[Saved data entries]
*** Begin section ***
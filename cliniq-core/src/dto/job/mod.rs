//! Job DTOs

use serde::{Deserialize, Serialize};

use crate::domain::job::JobSummary;

/// Default page size of the job history listing
pub const DEFAULT_PER_PAGE: u32 = 20;

/// Query string of `GET /api/jobs`
#[derive(Debug, Clone, Copy, PartialEq, Eq, Serialize, Deserialize)]
pub struct ListJobsQuery {
    pub page: u32,
    pub per_page: u32,
}

impl Default for ListJobsQuery {
    fn default() -> Self {
        Self {
            page: 1,
            per_page: DEFAULT_PER_PAGE,
        }
    }
}

/// One page of the job history
#[derive(Debug, Clone, PartialEq, Serialize, Deserialize)]
pub struct JobPage {
    pub page: u32,
    pub per_page: u32,
    pub total: u64,
    pub items: Vec<JobSummary>,
}

impl JobPage {
    /// Number of pages in the listing, never less than one
    pub fn total_pages(&self) -> u64 {
        if self.per_page == 0 {
            return 1;
        }
        self.total.div_ceil(u64::from(self.per_page)).max(1)
    }

    pub fn has_next(&self) -> bool {
        u64::from(self.page) < self.total_pages()
    }
}
//! Configuration module
//!
//! Handles CLI configuration: service URL and job polling cadence.

use anyhow::{Result, bail};
use cliniq_client::{ClinIqClient, PollOptions};
use std::time::Duration;

/// CLI configuration
#[derive(Debug, Clone)]
pub struct Config {
    /// URL of the ClinIQ service
    pub api_url: String,

    /// Delay between two job status requests
    pub poll_interval: Duration,

    /// Number of status requests before giving up on a job
    pub max_attempts: u32,
}

impl Config {
    /// Validates the configuration
    pub fn validate(&self) -> Result<()> {
        if self.api_url.is_empty() {
            bail!("api_url cannot be empty");
        }

        if !self.api_url.starts_with("http://") && !self.api_url.starts_with("https://") {
            bail!("api_url must start with http:// or https://");
        }

        if self.poll_interval.is_zero() {
            bail!("poll interval must be greater than 0");
        }

        if self.max_attempts == 0 {
            bail!("max attempts must be greater than 0");
        }

        Ok(())
    }

    /// Poll settings for waiting on jobs
    pub fn poll_options(&self) -> PollOptions {
        PollOptions::new(self.poll_interval, self.max_attempts)
    }

    /// Client for the configured service
    pub fn client(&self) -> ClinIqClient {
        ClinIqClient::new(&self.api_url)
    }
}

impl Default for Config {
    fn default() -> Self {
        let poll = PollOptions::default();
        Self {
            api_url: "http://localhost:8000".to_string(),
            poll_interval: poll.interval,
            max_attempts: poll.max_attempts,
        }
    }
}
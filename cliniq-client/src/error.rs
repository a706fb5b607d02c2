//! Error types for the ClinIQ client

use thiserror::Error;

/// Result type alias for client operations
pub type Result<T> = std::result::Result<T, ClientError>;

/// Errors that can occur when using the ClinIQ client
#[derive(Debug, Error)]
pub enum ClientError {
    /// HTTP request failed before a response arrived
    #[error("HTTP request failed: {0}")]
    RequestFailed(#[from] reqwest::Error),

    /// API returned an error status code
    #[error("API error (status {status}): {message}")]
    ApiError {
        /// HTTP status code
        status: u16,
        /// `detail` message from the API, or the status text
        message: String,
    },

    /// Failed to parse response
    #[error("Failed to parse response: {0}")]
    ParseError(String),

    /// Request rejected locally, nothing was sent
    #[error("Invalid request: {0}")]
    InvalidRequest(String),

    /// Job did not reach a terminal status within the attempt budget
    #[error("Polling timed out: job {job_id} not finished after {attempts} attempt(s)")]
    PollTimeout {
        /// Job being polled
        job_id: String,
        /// Number of fetches performed
        attempts: u32,
    },
}

impl ClientError {
    /// Create an API error from status code and message
    pub fn api_error(status: u16, message: impl Into<String>) -> Self {
        Self::ApiError {
            status,
            message: message.into(),
        }
    }

    /// Check if this error is a "not found" error
    pub fn is_not_found(&self) -> bool {
        matches!(self, Self::ApiError { status: 404, .. })
    }

    /// Check if this error is a client error (4xx status)
    pub fn is_client_error(&self) -> bool {
        matches!(self, Self::ApiError { status, .. } if *status >= 400 && *status < 500)
    }

    /// Check if this error is a server error (5xx status)
    pub fn is_server_error(&self) -> bool {
        matches!(self, Self::ApiError { status, .. } if *status >= 500)
    }

    /// Check if this error is a poll timeout rather than a request failure
    pub fn is_timeout(&self) -> bool {
        matches!(self, Self::PollTimeout { .. })
    }

    /// Message suitable for a user-facing notification
    pub fn user_message(&self) -> String {
        match self {
            Self::ApiError { message, .. } => message.clone(),
            other => other.to_string(),
        }
    }
}

#[cfg(test)]
mod tests {
    use super::*;

    #[test]
    fn test_status_classification() {
        let not_found = ClientError::api_error(404, "Job not found");
        assert!(not_found.is_not_found());
        assert!(not_found.is_client_error());
        assert!(!not_found.is_server_error());
        assert!(!not_found.is_timeout());

        let unavailable = ClientError::api_error(503, "Service Unavailable");
        assert!(unavailable.is_server_error());
        assert!(!unavailable.is_client_error());
    }

    #[test]
    fn test_timeout_is_distinct() {
        let err = ClientError::PollTimeout {
            job_id: "job-1".to_string(),
            attempts: 3,
        };
        assert!(err.is_timeout());
        assert!(!err.is_client_error());
        assert_eq!(
            err.to_string(),
            "Polling timed out: job job-1 not finished after 3 attempt(s)"
        );
    }

    #[test]
    fn test_user_message_prefers_detail() {
        let err = ClientError::api_error(400, "Only PDF or ZIP files are supported");
        assert_eq!(err.user_message(), "Only PDF or ZIP files are supported");
    }
}
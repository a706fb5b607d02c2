//! Data Transfer Objects
//!
//! Request and response envelopes of the ClinIQ HTTP API that do not stand on
//! their own as domain records.

pub mod document;
pub mod job;
pub mod upload;
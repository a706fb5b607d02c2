//! ID resolver module
//!
//! Expands job ID prefixes to full IDs by scanning the job history.
//! This allows users to type short, unambiguous prefixes instead of full IDs.
//! Input that matches nothing in the history is passed through unchanged so
//! the service decides whether the job exists.

use anyhow::{Context, Result, anyhow};
use cliniq_client::ClinIqClient;
use cliniq_core::dto::job::ListJobsQuery;

use crate::types::IdOrPrefix;

/// Page size used while scanning the job history
const SCAN_PAGE_SIZE: u32 = 100;

/// Upper bound on history pages scanned for one lookup
const MAX_SCAN_PAGES: u32 = 50;

/// Resolve a job ID or prefix to the ID sent to the service
///
/// A complete UUID is returned as typed. Otherwise the job history is
/// scanned: an exact ID match wins, then a unique prefix match. When
/// nothing matches (or the job lies beyond the scanned pages) the input is
/// returned literally.
///
/// # Errors
/// Returns an error if:
/// - Multiple jobs match the prefix (ambiguous)
/// - Listing the job history fails
pub async fn resolve_job_id(client: &ClinIqClient, id_or_prefix: &IdOrPrefix) -> Result<String> {
    if id_or_prefix.is_full() {
        return Ok(id_or_prefix.as_str().to_string());
    }

    let input = id_or_prefix.as_str();
    let mut ids = Vec::new();

    for page in 1..=MAX_SCAN_PAGES {
        let listing = client
            .list_jobs(ListJobsQuery {
                page,
                per_page: SCAN_PAGE_SIZE,
            })
            .await
            .context("Failed to fetch jobs for ID resolution")?;

        ids.extend(listing.items.iter().map(|j| j.id.clone()));

        if ids.iter().any(|id| id.eq_ignore_ascii_case(input)) || !listing.has_next() {
            break;
        }
    }

    let resolved = pick_match(input, &ids)?.unwrap_or_else(|| input.to_string());
    tracing::debug!("Resolved job ID '{}' to '{}'", input, resolved);

    Ok(resolved)
}

/// Choose the single job ID matching `input`
///
/// Returns `Ok(None)` when no ID matches.
fn pick_match(input: &str, ids: &[String]) -> Result<Option<String>> {
    let prefix = input.to_lowercase();

    if let Some(exact) = ids.iter().find(|id| id.to_lowercase() == prefix) {
        return Ok(Some(exact.clone()));
    }

    let matches: Vec<&String> = ids
        .iter()
        .filter(|id| id.to_lowercase().starts_with(&prefix))
        .collect();

    match matches.len() {
        0 => Ok(None),
        1 => Ok(Some(matches[0].clone())),
        _ => {
            let ids: Vec<&str> = matches.iter().map(|id| id.as_str()).collect();
            Err(anyhow!(
                "Ambiguous prefix '{}' matches multiple jobs: {}",
                input,
                ids.join(", ")
            ))
        }
    }
}
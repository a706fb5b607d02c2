//! Document upload

use reqwest::multipart::{Form, Part};
use std::path::Path;

use crate::ClinIqClient;
use crate::error::{ClientError, Result};
use cliniq_core::domain::job::UseCase;
use cliniq_core::dto::upload::UploadResponse;

/// File extensions the service accepts
pub const SUPPORTED_EXTENSIONS: [&str; 2] = ["pdf", "zip"];

/// A file to upload, held in memory
#[derive(Debug, Clone, PartialEq, Eq)]
pub struct UploadFile {
    pub filename: String,
    pub bytes: Vec<u8>,
}

impl UploadFile {
    pub fn new(filename: impl Into<String>, bytes: impl Into<Vec<u8>>) -> Self {
        Self {
            filename: filename.into(),
            bytes: bytes.into(),
        }
    }

    /// Read a file from disk, using its file name for the upload
    pub async fn from_path(path: impl AsRef<Path>) -> std::io::Result<Self> {
        let path = path.as_ref();
        let bytes = tokio::fs::read(path).await?;
        let filename = path
            .file_name()
            .map(|name| name.to_string_lossy().into_owned())
            .unwrap_or_else(|| "document".to_string());

        Ok(Self { filename, bytes })
    }

    /// Lower-cased extension, if any
    pub fn extension(&self) -> Option<String> {
        Path::new(&self.filename)
            .extension()
            .map(|ext| ext.to_string_lossy().to_lowercase())
    }

    /// Whether the service accepts this file type (PDF or ZIP of PDFs)
    pub fn is_supported(&self) -> bool {
        self.extension()
            .is_some_and(|ext| SUPPORTED_EXTENSIONS.contains(&ext.as_str()))
    }

    fn mime_type(&self) -> &'static str {
        match self.extension().as_deref() {
            Some("zip") => "application/zip",
            _ => "application/pdf",
        }
    }
}

impl ClinIqClient {
    /// Upload documents and start a processing job
    ///
    /// Files are sent as one multipart request: a `use_case` field plus one
    /// `files` part per file.
    ///
    /// # Errors
    /// Returns [`ClientError::InvalidRequest`] without contacting the service
    /// if `files` is empty or contains anything other than PDF or ZIP files.
    pub async fn upload_documents(
        &self,
        use_case: &UseCase,
        files: Vec<UploadFile>,
    ) -> Result<UploadResponse> {
        validate_upload(&files)?;

        let mut form = Form::new().text("use_case", use_case.as_str().to_string());
        for file in files {
            let mime = file.mime_type();
            let part = Part::bytes(file.bytes)
                .file_name(file.filename)
                .mime_str(mime)?;
            form = form.part("files", part);
        }

        let url = self.api_url("/upload");
        let response = self.client.post(&url).multipart(form).send().await?;

        self.handle_response(response).await
    }
}

fn validate_upload(files: &[UploadFile]) -> Result<()> {
    if files.is_empty() {
        return Err(ClientError::InvalidRequest("No files to upload".to_string()));
    }

    let unsupported: Vec<&str> = files
        .iter()
        .filter(|f| !f.is_supported())
        .map(|f| f.filename.as_str())
        .collect();

    if !unsupported.is_empty() {
        return Err(ClientError::InvalidRequest(format!(
            "Only PDF or ZIP files are supported: {}",
            unsupported.join(", ")
        )));
    }

    Ok(())
}
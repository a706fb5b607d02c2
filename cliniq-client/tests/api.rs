use std::collections::HashMap;
use std::sync::atomic::{AtomicUsize, Ordering};
use std::sync::{Arc, Mutex};
use std::time::Duration;

use axum::extract::{Multipart, Path, Query, State};
use axum::http::{StatusCode, header};
use axum::response::{IntoResponse, Response};
use axum::routing::{get, post};
use axum::{Json, Router};
use cliniq_client::{ClientError, ClinIqClient, PollOptions, UploadFile};
use cliniq_core::domain::document::{DocumentStatus, ExtractedFields};
use cliniq_core::domain::job::{JobStatus, PipelineStage, UseCase};
use cliniq_core::dto::job::ListJobsQuery;
use serde_json::{Value, json};
use tokio::net::TcpListener;

#[derive(Clone, Default)]
struct MockState {
    /// Number of `GET /api/jobs/job-live` requests served
    live_polls: Arc<AtomicUsize>,
    /// `(use_case, filenames)` of every upload received
    uploads: Arc<Mutex<Vec<(String, Vec<String>)>>>,
}

fn document(id: &str, status: &str) -> Value {
    json!({
        "id": id,
        "filename": format!("{}.pdf", id),
        "status": status,
        "doc_type": "DischargeSummary",
        "doc_type_confidence": 0.93,
        "created_at": "2025-03-01T10:00:00"
    })
}

fn job_body(id: &str, status: &str, doc_status: &str) -> Value {
    json!({
        "id": id,
        "status": status,
        "use_case": "claim_submission",
        "created_at": "2025-03-01T10:00:00",
        "updated_at": "2025-03-01T10:00:07",
        "documents": [document("doc-1", doc_status)]
    })
}

async fn upload(State(state): State<MockState>, mut multipart: Multipart) -> Response {
    let mut use_case = String::new();
    let mut filenames = Vec::new();

    while let Some(field) = multipart.next_field().await.unwrap() {
        let name = field.name().unwrap_or_default().to_string();
        if name == "use_case" {
            use_case = field.text().await.unwrap();
        } else if name == "files" {
            filenames.push(field.file_name().unwrap_or_default().to_string());
            let _ = field.bytes().await.unwrap();
        }
    }

    let count = filenames.len();
    state.uploads.lock().unwrap().push((use_case, filenames));

    Json(json!({ "job_id": "job-live", "document_count": count, "status": "queued" }))
        .into_response()
}

async fn list_jobs(Query(params): Query<HashMap<String, String>>) -> Response {
    let page: u32 = params.get("page").and_then(|p| p.parse().ok()).unwrap_or(0);
    let per_page: u32 = params
        .get("per_page")
        .and_then(|p| p.parse().ok())
        .unwrap_or(0);

    Json(json!({
        "page": page,
        "per_page": per_page,
        "total": 25,
        "items": [{
            "id": "job-old",
            "status": "completed",
            "use_case": "pre_authorisation",
            "created_at": "2025-02-28T08:30:00Z",
            "document_count": 2,
            "avg_confidence": 0.88
        }]
    }))
    .into_response()
}

async fn get_job(State(state): State<MockState>, Path(id): Path<String>) -> Response {
    match id.as_str() {
        "missing" => (StatusCode::NOT_FOUND, Json(json!({ "detail": "Job not found" })))
            .into_response(),
        "broken" => (StatusCode::INTERNAL_SERVER_ERROR, "upstream exploded").into_response(),
        "stuck" => Json(job_body("stuck", "processing", "parsing")).into_response(),
        _ => {
            let n = state.live_polls.fetch_add(1, Ordering::SeqCst);
            let body = match n {
                0 => job_body(&id, "processing", "extracting"),
                1 => job_body(&id, "processing", "building_fhir"),
                _ => job_body(&id, "completed", "completed"),
            };
            Json(body).into_response()
        }
    }
}

async fn job_bundle(Path(_id): Path<String>) -> Response {
    Json(json!({ "resourceType": "Bundle", "type": "collection" })).into_response()
}

async fn get_extracted(Path(_id): Path<String>) -> Response {
    Json(json!({ "patient_name": "A. Sharma", "diagnosis": "Dengue" })).into_response()
}

async fn patch_extracted(Path(_id): Path<String>, Json(mut body): Json<Value>) -> Response {
    if let Value::Object(map) = &mut body {
        map.insert("patient_name".to_string(), json!("A. Sharma"));
    }
    Json(body).into_response()
}

async fn validate(Path(_id): Path<String>) -> Response {
    Json(json!({ "status": "validated" })).into_response()
}

async fn validation_report(Path(id): Path<String>) -> Response {
    if id == "unvalidated" {
        return (
            StatusCode::NOT_FOUND,
            Json(json!({ "detail": "No validation report found" })),
        )
            .into_response();
    }

    Json(json!({
        "document_id": id,
        "bundle_health_score": 72.5,
        "errors": [{ "message": "Claim.patient is required" }],
        "warnings": [],
        "info": ["Profile checked"],
        "nhcx_compliance_checklist": [{ "item": "Coverage present", "passed": true }],
        "raw_report": { "status": "error" }
    }))
    .into_response()
}

async fn document_fhir(Path(_id): Path<String>) -> Response {
    Json(json!({ "resourceType": "Composition", "status": "final" })).into_response()
}
//! Document action DTOs

use chrono::{DateTime, Utc};
use serde::{Deserialize, Serialize};

use crate::domain::timestamp;

/// Response of `POST /api/documents/{id}/validate`
#[derive(Debug, Clone, PartialEq, Serialize, Deserialize)]
pub struct ValidateResponse {
    #[serde(default)]
    pub status: String,
}

/// Response of `POST /api/documents/{id}/submit-abdm`
#[derive(Debug, Clone, PartialEq, Serialize, Deserialize)]
pub struct AbdmSubmission {
    pub status: String,
    pub abha_reference: String,
    #[serde(with = "timestamp")]
    pub timestamp: DateTime<Utc>,
}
*** End section ***
[WHAT IS BEING ASKED] From the data, report how many lines hold "must", leaving out any other words.

[RESULT OF THE TASK] 3